Task to carry out —
Whichever lines include the word "async", copy them as they appear in the data.

====== Supplied material

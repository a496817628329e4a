//! Top-level error type for the sync client.

use crate::api_client::ApiClientError;
use crate::config::ConfigError;
use crate::mutation::MutationError;
use crate::persistence::PersistenceError;
use crate::realtime::RealtimeError;

#[derive(Debug, thiserror::Error)]
pub enum ClientError {
    #[error("IO error: {0}")]
    Io(#[from] std::io::Error),
    #[error(transparent)]
    Config(#[from] ConfigError),
    #[error(transparent)]
    Api(#[from] ApiClientError),
    #[error(transparent)]
    Persistence(#[from] PersistenceError),
    #[error(transparent)]
    Realtime(#[from] RealtimeError),
    #[error(transparent)]
    Mutation(#[from] MutationError),
    #[error(transparent)]
    Cache(#[from] ship_cache::CacheError),
    #[error("Logging setup failed: {0}")]
    Logging(String),
}
//! Startup cache warmup.

use futures_util::future::join_all;
use ship_cache::QueryCache;
use ship_core::{keys, QueryKey};
use std::time::{Duration, Instant};
use tracing::{info, warn};

use crate::config::PrefetchConfig;

/// One key to load and how long its data stays fresh.
#[derive(Debug, Clone, PartialEq, Eq)]
pub struct PrefetchTarget {
    pub key: QueryKey,
    pub stale_time: Duration,
}

#[derive(Debug, Clone, Default, PartialEq, Eq)]
pub struct WarmupReport {
    pub succeeded: usize,
    pub failed: Vec<QueryKey>,
    pub elapsed: Duration,
}

impl WarmupReport {
    pub fn attempted(&self) -> usize {
        self.succeeded + self.failed.len()
    }
}

/// The keys warmed at startup, in issue order.
pub fn targets(config: &PrefetchConfig, authenticated: bool) -> Vec<PrefetchTarget> {
    let target = |key, stale_time| PrefetchTarget { key, stale_time };
    let limit = config.leaderboard_limit;
    let mut targets = vec![
        target(keys::feed("hot", 1), config.feed_stale()),
        target(keys::feed("hot", 2), config.feed_stale()),
        target(keys::feed("new", 1), config.feed_stale()),
        target(keys::feed("top", 1), config.feed_stale()),
        target(keys::leaderboard_projects(limit), config.leaderboard_stale()),
        target(keys::leaderboard_builders(limit), config.leaderboard_stale()),
    ];
    if authenticated {
        targets.push(target(keys::intros_received(), config.intros_stale()));
        targets.push(target(keys::intros_sent(), config.intros_stale()));
        targets.push(target(keys::conversations(), config.conversations_stale()));
    }
    targets
}

/// Load the startup keys in parallel through the cache's fetcher.
///
/// Every prefetch runs to completion regardless of the others; failures are
/// logged and counted, never raised.
pub async fn warm_up(cache: &QueryCache, authenticated: bool, config: &PrefetchConfig) -> WarmupReport {
    if !config.enabled {
        return WarmupReport::default();
    }
    let started = Instant::now();
    let targets = targets(config, authenticated);
    let results = join_all(targets.iter().map(|t| cache.prefetch(&t.key, t.stale_time))).await;

    let mut report = WarmupReport::default();
    for (target, result) in targets.into_iter().zip(results) {
        match result {
            Ok(()) => report.succeeded += 1,
            Err(err) => {
                warn!(key = %target.key, error = %err, "Prefetch failed");
                report.failed.push(target.key);
            }
        }
    }
    report.elapsed = started.elapsed();
    info!(
        succeeded = report.succeeded,
        failed = report.failed.len(),
        elapsed_ms = report.elapsed.as_millis() as u64,
        "Cache warmup finished"
    );
    report
}

#[cfg(test)]
mod tests {
    use super::*;

    #[test]
    fn test_anonymous_targets() {
        let targets = targets(&PrefetchConfig::default(), false);
        assert_eq!(targets.len(), 6);
        assert_eq!(targets[0].key, keys::feed("hot", 1));
        assert_eq!(targets[0].stale_time, Duration::from_secs(15 * 60));
        assert_eq!(targets[5].key, keys::leaderboard_builders(50));
    }

    #[test]
    fn test_authenticated_targets() {
        let targets = targets(&PrefetchConfig::default(), true);
        assert_eq!(targets.len(), 9);
        let conversations = targets.last().unwrap();
        assert_eq!(conversations.key, keys::conversations());
        assert_eq!(conversations.stale_time, Duration::from_secs(30));
        assert_eq!(targets[6].stale_time, Duration::from_secs(120));
    }

    #[tokio::test]
    async fn test_disabled_warmup_does_nothing() {
        let cache = QueryCache::new(ship_cache::CacheConfig::default());
        let config = PrefetchConfig {
            enabled: false,
            ..PrefetchConfig::default()
        };
        let report = warm_up(&cache, true, &config).await;
        assert_eq!(report.attempted(), 0);
        assert!(cache.is_empty());
    }

    #[tokio::test]
    async fn test_failures_are_counted_not_raised() {
        // No fetcher installed: every prefetch fails independently.
        let cache = QueryCache::new(ship_cache::CacheConfig::default());
        let report = warm_up(&cache, false, &PrefetchConfig::default()).await;
        assert_eq!(report.succeeded, 0);
        assert_eq!(report.failed.len(), 6);
    }
}
//! Cache synchronization: pushed domain events to cache operations.
//!
//! [`SyncPlan::for_event`] is the whole event table as a pure function.
//! [`register_domain_handlers`] wires it onto a [`ConnectionHandle`] as up
//! to three handlers per event kind, run in the order evict, invalidate,
//! notify.

use ship_cache::QueryCache;
use ship_core::{keys, DomainEvent, EventKind, QueryKey};
use tracing::debug;

use crate::notifications::{Notification, Notifier};
use crate::realtime::{ConnectionHandle, HandlerError, RealtimeError};

/// The part of a [`SyncPlan`] one handler applies.
#[derive(Debug, Clone, Copy, PartialEq, Eq)]
pub enum HandlerRole {
    Evict,
    Invalidate,
    Notify,
}

/// Which handlers an event kind gets, in execution order.
pub fn roles(kind: EventKind) -> &'static [HandlerRole] {
    use HandlerRole::*;
    match kind {
        EventKind::ProjectDeleted => &[Evict, Invalidate],
        EventKind::ProjectCreated
        | EventKind::ProjectFeatured
        | EventKind::BadgeAwarded
        | EventKind::IntroReceived
        | EventKind::IntroAccepted
        | EventKind::IntroDeclined
        | EventKind::MessageReceived => &[Invalidate, Notify],
        EventKind::ProjectUpdated
        | EventKind::VoteCast
        | EventKind::VoteRemoved
        | EventKind::CommentAdded
        | EventKind::CommentUpdated
        | EventKind::CommentDeleted
        | EventKind::CommentVoted
        | EventKind::LeaderboardUpdated
        | EventKind::UserUpdated
        | EventKind::MessageRead
        | EventKind::MessagesRead => &[Invalidate],
    }
}

/// Cache operations and the notification one event calls for.
#[derive(Debug, Clone, Default)]
pub struct SyncPlan {
    pub evict: Vec<QueryKey>,
    pub invalidate: Vec<QueryKey>,
    pub notification: Option<Notification>,
}

impl SyncPlan {
    fn invalidating(keys: Vec<QueryKey>) -> Self {
        Self {
            invalidate: keys,
            ..Self::default()
        }
    }

    fn notify(mut self, notification: Notification) -> Self {
        self.notification = Some(notification);
        self
    }

    pub fn for_event(event: &DomainEvent) -> Self {
        match event {
            DomainEvent::ProjectCreated { message } => {
                let mut notification = Notification::success("New project published!");
                if let Some(message) = message.as_deref().filter(|m| !m.is_empty()) {
                    notification = notification.with_description(message);
                }
                Self::invalidating(vec![keys::projects(), keys::leaderboard()]).notify(notification)
            }
            DomainEvent::ProjectUpdated { project_id } => {
                Self::invalidating(vec![keys::project(project_id), keys::projects()])
            }
            DomainEvent::ProjectDeleted { project_id } => Self {
                evict: vec![keys::project(project_id)],
                invalidate: vec![keys::projects(), keys::leaderboard()],
                notification: None,
            },
            DomainEvent::ProjectFeatured { project_id } => {
                Self::invalidating(vec![keys::project(project_id), keys::projects()])
                    .notify(Notification::success("Project featured!"))
            }
            DomainEvent::VoteCast { project_id } | DomainEvent::VoteRemoved { project_id } => {
                Self::invalidating(vec![
                    keys::project(project_id),
                    keys::projects(),
                    keys::leaderboard(),
                ])
            }
            DomainEvent::CommentAdded { project_id }
            | DomainEvent::CommentUpdated { project_id }
            | DomainEvent::CommentDeleted { project_id } => {
                Self::invalidating(vec![keys::project(project_id), keys::comments(project_id)])
            }
            DomainEvent::CommentVoted { project_id } => {
                Self::invalidating(vec![keys::comments(project_id)])
            }
            DomainEvent::LeaderboardUpdated => Self::invalidating(vec![keys::leaderboard()]),
            DomainEvent::UserUpdated { user_id } => Self::invalidating(vec![keys::user(user_id)]),
            DomainEvent::BadgeAwarded { project_id } => Self::invalidating(vec![
                keys::project(project_id),
                keys::badges(project_id),
                keys::leaderboard(),
            ])
            .notify(Notification::success("New badge awarded!")),
            DomainEvent::IntroReceived => Self::invalidating(vec![keys::intros_received()])
                .notify(Notification::info("New intro request received!")),
            DomainEvent::IntroAccepted => Self::invalidating(vec![keys::intros_sent()])
                .notify(Notification::success("Your intro request was accepted!")),
            DomainEvent::IntroDeclined => Self::invalidating(vec![keys::intros_sent()])
                .notify(Notification::info("Your intro request was declined")),
            DomainEvent::MessageReceived {
                sender_id,
                sender_name,
                ..
            } => {
                let mut invalidate = Vec::with_capacity(2);
                if let Some(sender) = sender_id {
                    invalidate.push(keys::conversation(sender));
                }
                invalidate.push(keys::conversations());
                let name = sender_name
                    .as_deref()
                    .filter(|n| !n.is_empty())
                    .unwrap_or("Someone");
                let description = event
                    .message_snippet()
                    .unwrap_or_else(|| "View message".to_string());
                Self::invalidating(invalidate).notify(
                    Notification::info(format!("New message from {}", name))
                        .with_description(description),
                )
            }
            DomainEvent::MessageRead { sender_id } | DomainEvent::MessagesRead { sender_id } => {
                match sender_id {
                    Some(sender) => {
                        Self::invalidating(vec![keys::conversation(sender), keys::conversations()])
                    }
                    None => Self::invalidating(vec![keys::messages()]),
                }
            }
        }
    }

    /// Roles this plan actually needs.
    pub fn roles(&self) -> Vec<HandlerRole> {
        let mut roles = Vec::new();
        if !self.evict.is_empty() {
            roles.push(HandlerRole::Evict);
        }
        if !self.invalidate.is_empty() {
            roles.push(HandlerRole::Invalidate);
        }
        if self.notification.is_some() {
            roles.push(HandlerRole::Notify);
        }
        roles
    }
}

fn apply(
    role: HandlerRole,
    event: &DomainEvent,
    cache: &QueryCache,
    notifier: &Notifier,
) -> Result<(), HandlerError> {
    let plan = SyncPlan::for_event(event);
    match role {
        HandlerRole::Evict => {
            for key in &plan.evict {
                let removed = cache.evict(key)?;
                debug!(event = %event.kind(), key = %key, removed, "Evicted");
            }
        }
        HandlerRole::Invalidate => {
            for key in &plan.invalidate {
                let matched = cache.invalidate(key)?;
                debug!(event = %event.kind(), key = %key, matched, "Invalidated");
            }
        }
        HandlerRole::Notify => {
            if let Some(notification) = plan.notification {
                notifier.notify(notification);
            }
        }
    }
    Ok(())
}

/// Attach the synchronization handlers for every event kind.
///
/// Registration happens once per handle; later calls return `Ok(false)`.
pub fn register_domain_handlers(
    handle: &ConnectionHandle,
    cache: &QueryCache,
    notifier: &Notifier,
) -> Result<bool, RealtimeError> {
    if !handle.claim_domain_registration() {
        debug!("Domain handlers already registered");
        return Ok(false);
    }
    for kind in EventKind::ALL {
        for &role in roles(kind) {
            let cache = cache.clone();
            let notifier = notifier.clone();
            handle.on(kind, move |event| apply(role, event, &cache, &notifier))?;
        }
    }
    debug!(kinds = EventKind::ALL.len(), "Domain handlers registered");
    Ok(true)
}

============

Answer space —
pub async fn warm_up(cache: &QueryCache, authenticated: bool, config: &PrefetchConfig) -> WarmupReport {
    async fn test_disabled_warmup_does_nothing() {
    async fn test_failures_are_counted_not_raised() {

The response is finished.